KEY IDEA: Seventy million Americans have a medical device implanted within their body. “When it comes to medical devices, we built a system that doesn’t work,” David Kessler, the former FDA commissioner, said in The Bleeding Edge. The disturbing truth is that, despite so many people relying on such implants, the medical device industry is very weakly regulated.
One of the most powerful and rapidly growing participants in this burgeoning economic network is the medical device industry. Generating estimated revenues of more than $ 136 billion in the US in 2014, the implantable-device industry is even more lucrative for many of its component companies than the highly profitable pharmaceutical industry. Operating-profit margins for the largest companies include 30.0 percent for Zimmer Biomet (artificial joints), 28.6 percent for Medtronic, 25.8 percent for St. Jude Medical, and 23.1 percent for Stryker (orthopedic implants). Johnson & Johnson’s device division squirreled away $ 7.2 billion in profits in 2012, while Medtronic pulled down $ 3.6 billion in profits that year.
In 2015, approximately sixteen thousand deaths associated with medical devices were reported to the FDA . And a Government Accountability Office analysis found that 99 percent of device-related “adverse events” are never reported to the FDA and that the “more serious the event, the less likely it was to be reported.” Based on the GAO analysis, that means medical devices could have been associated with as many as 1.6 million deaths in 2015 . Even if only 1 to 10 percent of those deaths were caused by a device, that means between 16,000 and 160,000 people may have been killed by devices, making medical devices one of the leading causes of death in the US.
Walmart tracks every single head of lettuce it buys and sells and can determine how many heads of lettuce are on its shelves at any given moment, yet no one— not the FDA, not Brookings, not anyone— can say how many people are dying because of implanted medical devices. It’s a black hole.
The Bleeding Edge, a new documentary that premiered at the TriBeCa Film Festival in New York City and is set to be released on Netflix this summer, is all about the $400 billion unregulated medical device industry.
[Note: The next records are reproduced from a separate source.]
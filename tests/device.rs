use parking_lot::Mutex;
use slave_mqueue::Debug::DumpConfig;
use slave_mqueue::Device::{
    DeviceRegistry, DeviceSpec, MqueueDevice, ReadEndpoint, SlaveBus, SlaveHandler,
};
use slave_mqueue::{BusEvent, EventOutcome, MqueueError, Result};
use std::collections::HashMap;
use std::sync::atomic::{AtomicUsize, Ordering};
use std::sync::Arc;

/// In-memory controller that routes events to whichever handler owns an address.
struct MockBus {
    id: i32,
    handlers: Mutex<HashMap<u8, SlaveHandler>>,
    refuse: bool,
}

impl MockBus {
    fn new(id: i32) -> Arc<Self> {
        Arc::new(Self {
            id,
            handlers: Mutex::new(HashMap::new()),
            refuse: false,
        })
    }

    fn refusing(id: i32) -> Arc<Self> {
        Arc::new(Self {
            id,
            handlers: Mutex::new(HashMap::new()),
            refuse: true,
        })
    }

    fn dispatch(&self, address: u8, event: BusEvent) -> Option<EventOutcome> {
        self.handlers
            .lock()
            .get_mut(&address)
            .map(|handler| handler(event))
    }

    fn write(&self, address: u8, payload: &[u8]) {
        self.dispatch(address, BusEvent::Start { broadcast: false });
        for &b in payload {
            self.dispatch(address, BusEvent::Byte(b));
        }
        self.dispatch(address, BusEvent::Stop);
    }

    fn registered(&self) -> usize {
        self.handlers.lock().len()
    }
}

impl SlaveBus for MockBus {
    fn bus_id(&self) -> i32 {
        self.id
    }

    fn register_slave(&self, address: u8, handler: SlaveHandler) -> Result<()> {
        if self.refuse {
            return Err(MqueueError::Registration {
                bus_id: self.id,
                address,
                reason: "controller has no slave mode".to_string(),
            });
        }
        self.handlers.lock().insert(address, handler);
        Ok(())
    }

    fn unregister_slave(&self, address: u8) {
        self.handlers.lock().remove(&address);
    }
}

#[test]
fn probe_routes_bus_traffic_to_endpoint() {
    let bus = MockBus::new(1);
    let device = MqueueDevice::probe(
        bus.clone(),
        DeviceSpec::new(0x13).unwrap(),
        DumpConfig::disabled(),
    )
    .unwrap();
    assert_eq!(device.bus_id(), 1);
    assert_eq!(device.address(), 0x13);
    assert_eq!(bus.registered(), 1);

    bus.write(0x13, &[0xDE, 0xAD]);

    let endpoint = device.endpoint();
    assert_eq!(endpoint.name(), "slave-mqueue");
    assert_eq!(endpoint.size(), 256 * 32);
    assert_eq!(ReadEndpoint::MODE, 0o400);
    let mut buf = [0u8; 256];
    assert_eq!(endpoint.read(&mut buf), Ok(3));
    assert_eq!(&buf[..3], &[0x26, 0xDE, 0xAD]);
    assert_eq!(endpoint.read(&mut buf), Ok(0));
}

#[test]
fn read_requests_are_answered_with_no_data() {
    let bus = MockBus::new(1);
    let _device =
        MqueueDevice::probe(bus.clone(), DeviceSpec::new(0x13).unwrap(), DumpConfig::disabled())
            .unwrap();

    assert_eq!(
        bus.dispatch(0x13, BusEvent::Other),
        Some(EventOutcome::Reply(0xFF))
    );
}

#[test]
fn remove_unregisters_and_disconnects_readers() {
    let bus = MockBus::new(4);
    let device =
        MqueueDevice::probe(bus.clone(), DeviceSpec::new(0x20).unwrap(), DumpConfig::disabled())
            .unwrap();
    let endpoint = device.endpoint().clone();

    let fired = Arc::new(AtomicUsize::new(0));
    let counter = Arc::clone(&fired);
    endpoint.set_notify(move || {
        counter.fetch_add(1, Ordering::SeqCst);
    });

    bus.write(0x20, &[1]);
    assert_eq!(fired.load(Ordering::SeqCst), 1);

    device.remove();
    assert_eq!(bus.registered(), 0);
    // Removal wakes pollers so they notice the hang-up.
    assert_eq!(fired.load(Ordering::SeqCst), 2);

    let consumer = endpoint.consumer();
    assert!(consumer.is_disconnected());
    assert_eq!(consumer.receive(), Ok(Some(vec![0x40, 1])));
    assert_eq!(consumer.receive(), Err(MqueueError::Disconnected));
}

#[test]
fn probe_fails_when_bus_refuses() {
    let bus = MockBus::refusing(2);
    let err = MqueueDevice::probe(bus, DeviceSpec::new(0x13).unwrap(), DumpConfig::disabled())
        .err()
        .unwrap();
    assert!(matches!(err, MqueueError::Registration { bus_id: 2, address: 0x13, .. }));
}

#[test]
fn registry_creates_and_deletes_devices() {
    let registry = DeviceRegistry::new(DumpConfig::disabled());
    let bus = MockBus::new(0);

    let endpoint = registry.new_device(bus.clone(), "slave-mqueue 0x1013").unwrap();
    assert_eq!(registry.len(), 1);
    assert!(registry.endpoint(0, 0x13).is_some());
    let name = registry.with_device(0, 0x13, |d| d.spec().name.clone());
    assert_eq!(name.as_deref(), Some("slave-mqueue"));

    bus.write(0x13, &[7, 8]);
    let mut buf = [0u8; 16];
    assert_eq!(endpoint.read(&mut buf), Ok(3));

    assert_eq!(
        registry.new_device(bus.clone(), "slave-mqueue 0x1013").err(),
        Some(MqueueError::AlreadyExists {
            bus_id: 0,
            address: 0x13
        })
    );

    registry.delete_device(0, "0x1013").unwrap();
    assert!(registry.is_empty());
    assert_eq!(bus.registered(), 0);
    assert_eq!(
        registry.delete_device(0, "0x1013"),
        Err(MqueueError::NotFound {
            bus_id: 0,
            address: 0x13
        })
    );
}

#[test]
fn registry_keys_devices_by_bus() {
    let registry = DeviceRegistry::new(DumpConfig::disabled());
    let bus_a = MockBus::new(0);
    let bus_b = MockBus::new(1);

    registry.new_device(bus_a.clone(), "slave-mqueue 0x1013").unwrap();
    registry.new_device(bus_b.clone(), "slave-mqueue 0x1013").unwrap();
    assert_eq!(registry.len(), 2);

    bus_b.write(0x13, &[5]);
    let mut buf = [0u8; 8];
    assert_eq!(registry.endpoint(0, 0x13).unwrap().read(&mut buf), Ok(0));
    assert_eq!(registry.endpoint(1, 0x13).unwrap().read(&mut buf), Ok(2));
}

#[test]
fn registry_rejects_bad_lines() {
    let registry = DeviceRegistry::new(DumpConfig::disabled());
    let bus = MockBus::new(0);

    assert!(matches!(
        registry.new_device(bus.clone(), "eeprom 0x1050"),
        Err(MqueueError::InvalidDeviceSpec(_))
    ));
    assert!(matches!(
        registry.new_device(bus.clone(), "slave-mqueue 0x13"),
        Err(MqueueError::InvalidDeviceSpec(_))
    ));
    assert_eq!(
        registry.new_device(bus, "slave-mqueue 0x1080").err(),
        Some(MqueueError::InvalidAddress(0x80))
    );
    assert!(registry.is_empty());
}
Many doctors have virtually no clue how badly regulated these products are when companies are promoting them. Companies have learned how to exploit a host of loopholes, especially in 510(k) and Premarket Approval routes for FDA approval, for getting medical devices on the market at just a fraction of the stringent rules required.
This isn’t just a problem local to a few devices; rather, it’s a systemic problem. “It’s everyone who is exposed to devices, from birth to death,” producer Amy Ziering told The Daily Beast. “If you’ve ever had an x-ray, or you wear contact lenses to see, this is for you. Devices are us, and our world will continue to use more of these. There’s an issue here that actually puts our lives in peril.”
This is clearly a case of profit driving dangerous practices. The FDA is supposed to protect consumers, but lobbying by top medical device companies has prevented any new regulation. So, if you’re getting a medical device the rule of thumb seems to be luck over science.